*** EXTRACTED MATERIAL ***
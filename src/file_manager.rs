//! # File Management Module
//!
//! Questo modulo raccoglie le operazioni sui file usate dall'ottimizzatore e dalla CLI.
//!
//! ## Responsabilità:
//! - Discovery ricorsiva dei file target in directory
//! - Costruzione dei path fratelli (`<file>.orig`, `<file>.tmp`)
//! - Utilità per calcoli dimensioni e percentuali
//!
//! ## Nota:
//! La discovery non filtra per estensione: il tipo di file viene deciso
//! dal contenuto, quindi ogni file regolare è un candidato.
//!
//! ## Esempio:
//! ```rust
//! use image_optimizer::file_manager::FileManager;
//! use std::path::Path;
//!
//! let backup = FileManager::with_suffix(Path::new("/img/a.png"), ".orig");
//! assert_eq!(backup, Path::new("/img/a.png.orig"));
//! ```

use anyhow::Result;
use std::path::{Path, PathBuf};
use walkdir::WalkDir;

/// Manages file operations and discovery
pub struct FileManager;

impl FileManager {
    /// Append `suffix` to the full file name (`a.png` -> `a.png.orig`)
    pub fn with_suffix(path: &Path, suffix: &str) -> PathBuf {
        let mut name = path.as_os_str().to_os_string();
        name.push(suffix);
        PathBuf::from(name)
    }

    /// Expand CLI arguments into target files.
    ///
    /// Directories are walked recursively and contribute their regular files.
    /// Other paths are kept as given so the optimizer can reject them itself.
    pub fn collect_targets(paths: &[PathBuf]) -> Vec<PathBuf> {
        let mut files = Vec::new();

        for path in paths {
            if path.is_dir() {
                let mut found: Vec<PathBuf> = WalkDir::new(path)
                    .into_iter()
                    .filter_map(|e| e.ok())
                    .filter(|e| e.file_type().is_file())
                    .map(|e| e.into_path())
                    .filter(|p| !Self::is_side_file(p))
                    .collect();
                found.sort();
                files.extend(found);
            } else {
                files.push(path.clone());
            }
        }

        files
    }

    /// `<x>.orig` debug copies and `<x>.tmp` pngcrush leftovers are skipped,
    /// but only while `<x>` itself sits next to them
    fn is_side_file(path: &Path) -> bool {
        let side = matches!(
            path.extension().and_then(|ext| ext.to_str()),
            Some("orig") | Some("tmp")
        );
        side && path.with_extension("").is_file()
    }

    /// Size of a file in bytes
    pub async fn file_size(path: &Path) -> Result<u64> {
        Ok(tokio::fs::metadata(path).await?.len())
    }

    /// Get human-readable file size
    pub fn format_size(size: u64) -> String {
        const UNITS: &[&str] = &["B", "KB", "MB", "GB", "TB"];
        let mut size = size as f64;
        let mut unit_index = 0;

        while size >= 1024.0 && unit_index < UNITS.len() - 1 {
            size /= 1024.0;
            unit_index += 1;
        }

        if unit_index == 0 {
            format!("{} {}", size as u64, UNITS[unit_index])
        } else {
            format!("{:.2} {}", size, UNITS[unit_index])
        }
    }

    /// Calculate percentage reduction
    pub fn calculate_reduction(original_size: u64, new_size: u64) -> f64 {
        if original_size == 0 {
            0.0
        } else {
            ((original_size as f64 - new_size as f64) / original_size as f64) * 100.0
        }
    }
}

#[cfg(test)]
mod tests {
    use super::*;
    use tempfile::TempDir;

    #[test]
    fn test_with_suffix_keeps_extension() {
        assert_eq!(
            FileManager::with_suffix(Path::new("/a/b.tar.png"), ".tmp"),
            PathBuf::from("/a/b.tar.png.tmp")
        );
    }

    #[test]
    fn test_collect_targets() {
        let temp_dir = TempDir::new().unwrap();
        let nested = temp_dir.path().join("nested");
        std::fs::create_dir(&nested).unwrap();
        std::fs::write(temp_dir.path().join("b.png"), "x").unwrap();
        std::fs::write(nested.join("a.bin"), "x").unwrap();
        std::fs::write(temp_dir.path().join("b.png.orig"), "x").unwrap();
        std::fs::write(temp_dir.path().join("b.png.tmp"), "x").unwrap();
        // no sibling, so these are ordinary images with odd names
        std::fs::write(temp_dir.path().join("old.orig"), "x").unwrap();
        std::fs::write(temp_dir.path().join("scan.tmp"), "x").unwrap();

        let missing = temp_dir.path().join("missing.jpg");
        let roots = [temp_dir.path().to_path_buf(), missing.clone()];
        let targets = FileManager::collect_targets(&roots);

        assert_eq!(
            targets,
            vec![
                temp_dir.path().join("b.png"),
                nested.join("a.bin"),
                temp_dir.path().join("old.orig"),
                temp_dir.path().join("scan.tmp"),
                missing
            ]
        );
    }

    #[test]
    fn test_format_size() {
        assert_eq!(FileManager::format_size(512), "512 B");
        assert_eq!(FileManager::format_size(1536), "1.50 KB");
        assert_eq!(FileManager::format_size(5 * 1024 * 1024), "5.00 MB");
    }

    #[test]
    fn test_calculate_reduction() {
        assert_eq!(FileManager::calculate_reduction(0, 0), 0.0);
        assert_eq!(FileManager::calculate_reduction(200, 150), 25.0);
    }
}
***
- _WHAT THE EXERCISE ASKS_
Output the full set of entries exactly as they were given.

- _SOLUTION TO THE EXERCISE_
filename src/file_manager.rs
//! # File Management Module
//!
//! Questo modulo raccoglie le operazioni sui file usate dall'ottimizzatore e dalla CLI.
//!
//! ## Responsabilità:
//! - Discovery ricorsiva dei file target in directory
//! - Costruzione dei path fratelli (`<file>.orig`, `<file>.tmp`)
//! - Utilità per calcoli dimensioni e percentuali
//!
//! ## Nota:
//! La discovery non filtra per estensione: il tipo di file viene deciso
//! dal contenuto, quindi ogni file regolare è un candidato.
//!
//! ## Esempio:
//! ```rust
//! use image_optimizer::file_manager::FileManager;
//! use std::path::Path;
//!
//! let backup = FileManager::with_suffix(Path::new("/img/a.png"), ".orig");
//! assert_eq!(backup, Path::new("/img/a.png.orig"));
//! ```

use anyhow::Result;
use std::path::{Path, PathBuf};
use walkdir::WalkDir;

/// Manages file operations and discovery
pub struct FileManager;

impl FileManager {
    /// Append `suffix` to the full file name (`a.png` -> `a.png.orig`)
    pub fn with_suffix(path: &Path, suffix: &str) -> PathBuf {
        let mut name = path.as_os_str().to_os_string();
        name.push(suffix);
        PathBuf::from(name)
    }

    /// Expand CLI arguments into target files.
    ///
    /// Directories are walked recursively and contribute their regular files.
    /// Other paths are kept as given so the optimizer can reject them itself.
    pub fn collect_targets(paths: &[PathBuf]) -> Vec<PathBuf> {
        let mut files = Vec::new();

        for path in paths {
            if path.is_dir() {
                let mut found: Vec<PathBuf> = WalkDir::new(path)
                    .into_iter()
                    .filter_map(|e| e.ok())
                    .filter(|e| e.file_type().is_file())
                    .map(|e| e.into_path())
                    .filter(|p| !Self::is_side_file(p))
                    .collect();
                found.sort();
                files.extend(found);
            } else {
                files.push(path.clone());
            }
        }

        files
    }

    /// `<x>.orig` debug copies and `<x>.tmp` pngcrush leftovers are skipped,
    /// but only while `<x>` itself sits next to them
    fn is_side_file(path: &Path) -> bool {
        let side = matches!(
            path.extension().and_then(|ext| ext.to_str()),
            Some("orig") | Some("tmp")
        );
        side && path.with_extension("").is_file()
    }

    /// Size of a file in bytes
    pub async fn file_size(path: &Path) -> Result<u64> {
        Ok(tokio::fs::metadata(path).await?.len())
    }

    /// Get human-readable file size
    pub fn format_size(size: u64) -> String {
        const UNITS: &[&str] = &["B", "KB", "MB", "GB", "TB"];
        let mut size = size as f64;
        let mut unit_index = 0;

        while size >= 1024.0 && unit_index < UNITS.len() - 1 {
            size /= 1024.0;
            unit_index += 1;
        }

        if unit_index == 0 {
            format!("{} {}", size as u64, UNITS[unit_index])
        } else {
            format!("{:.2} {}", size, UNITS[unit_index])
        }
    }

    /// Calculate percentage reduction
    pub fn calculate_reduction(original_size: u64, new_size: u64) -> f64 {
        if original_size == 0 {
            0.0
        } else {
            ((original_size as f64 - new_size as f64) / original_size as f64) * 100.0
        }
    }
}

#[cfg(test)]
mod tests {
    use super::*;
    use tempfile::TempDir;

    #[test]
    fn test_with_suffix_keeps_extension() {
        assert_eq!(
            FileManager::with_suffix(Path::new("/a/b.tar.png"), ".tmp"),
            PathBuf::from("/a/b.tar.png.tmp")
        );
    }

    #[test]
    fn test_collect_targets() {
        let temp_dir = TempDir::new().unwrap();
        let nested = temp_dir.path().join("nested");
        std::fs::create_dir(&nested).unwrap();
        std::fs::write(temp_dir.path().join("b.png"), "x").unwrap();
        std::fs::write(nested.join("a.bin"), "x").unwrap();
        std::fs::write(temp_dir.path().join("b.png.orig"), "x").unwrap();
        std::fs::write(temp_dir.path().join("b.png.tmp"), "x").unwrap();
        // no sibling, so these are ordinary images with odd names
        std::fs::write(temp_dir.path().join("old.orig"), "x").unwrap();
        std::fs::write(temp_dir.path().join("scan.tmp"), "x").unwrap();

        let missing = temp_dir.path().join("missing.jpg");
        let roots = [temp_dir.path().to_path_buf(), missing.clone()];
        let targets = FileManager::collect_targets(&roots);

        assert_eq!(
            targets,
            vec![
                temp_dir.path().join("b.png"),
                nested.join("a.bin"),
                temp_dir.path().join("old.orig"),
                temp_dir.path().join("scan.tmp"),
                missing
            ]
        );
    }

    #[test]
    fn test_format_size() {
        assert_eq!(FileManager::format_size(512), "512 B");
        assert_eq!(FileManager::format_size(1536), "1.50 KB");
        assert_eq!(FileManager::format_size(5 * 1024 * 1024), "5.00 MB");
    }

    #[test]
    fn test_calculate_reduction() {
        assert_eq!(FileManager::calculate_reduction(0, 0), 0.0);
        assert_eq!(FileManager::calculate_reduction(200, 150), 25.0);
    }
}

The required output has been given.